- Work to complete -
From the listing below, pull out the lines that hold "join".

- Material supplied -
//! Configuration Management
//!
//! Harness-level settings for the `otcmod` binary. Cloud credentials are
//! not stored here; they come from `clouds.yaml` or the invocation.

use serde::{Deserialize, Serialize};
use std::path::PathBuf;
use std::time::Duration;

/// Environment variable pointing at an alternative config file
pub const CONFIG_ENV: &str = "OTCMOD_CONFIG";

fn default_poll_interval_ms() -> u64 {
    2000
}

/// Harness configuration
#[derive(Debug, Clone, PartialEq, Eq, Serialize, Deserialize)]
pub struct Config {
    /// Log level used when `--log-level` is not given
    #[serde(default)]
    pub log_level: Option<String>,
    /// Log file, instead of the default under the config directory
    #[serde(default)]
    pub log_file: Option<PathBuf>,
    /// Delay between two status polls while waiting on a resource
    #[serde(default = "default_poll_interval_ms")]
    pub poll_interval_ms: u64,
    /// clouds.yaml to read profiles from, before the standard locations
    #[serde(default)]
    pub clouds_file: Option<PathBuf>,
}

impl Default for Config {
    fn default() -> Self {
        Self {
            log_level: None,
            log_file: None,
            poll_interval_ms: default_poll_interval_ms(),
            clouds_file: None,
        }
    }
}

impl Config {
    /// Get the config file path
    fn config_path() -> Option<PathBuf> {
        if let Some(path) = std::env::var_os(CONFIG_ENV) {
            return Some(PathBuf::from(path));
        }
        dirs::config_dir().map(|p| p.join("otcmod").join("config.json"))
    }

    /// Load configuration from disk. A missing or unreadable file yields
    /// the defaults.
    pub fn load() -> Self {
        let Some(path) = Self::config_path() else {
            return Self::default();
        };

        if !path.exists() {
            return Self::default();
        }

        match std::fs::read_to_string(&path) {
            Ok(content) => Self::parse(&content),
            Err(e) => {
                tracing::warn!("Failed to read {:?}: {}", path, e);
                Self::default()
            }
        }
    }

    fn parse(content: &str) -> Self {
        serde_json::from_str(content).unwrap_or_default()
    }

    pub fn poll_interval(&self) -> Duration {
        Duration::from_millis(self.poll_interval_ms.max(1))
    }

    /// Log file (config > config dir > home > cwd)
    pub fn log_path(&self) -> PathBuf {
        if let Some(path) = &self.log_file {
            return path.clone();
        }
        if let Some(config_dir) = dirs::config_dir() {
            return config_dir.join("otcmod").join("otcmod.log");
        }
        if let Some(home) = dirs::home_dir() {
            return home.join(".otcmod").join("otcmod.log");
        }
        PathBuf::from("otcmod.log")
    }
}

- Output of the exercise -
        dirs::config_dir().map(|p| p.join("otcmod").join("config.json"))
            return config_dir.join("otcmod").join("otcmod.log");
            return home.join(".otcmod").join("otcmod.log");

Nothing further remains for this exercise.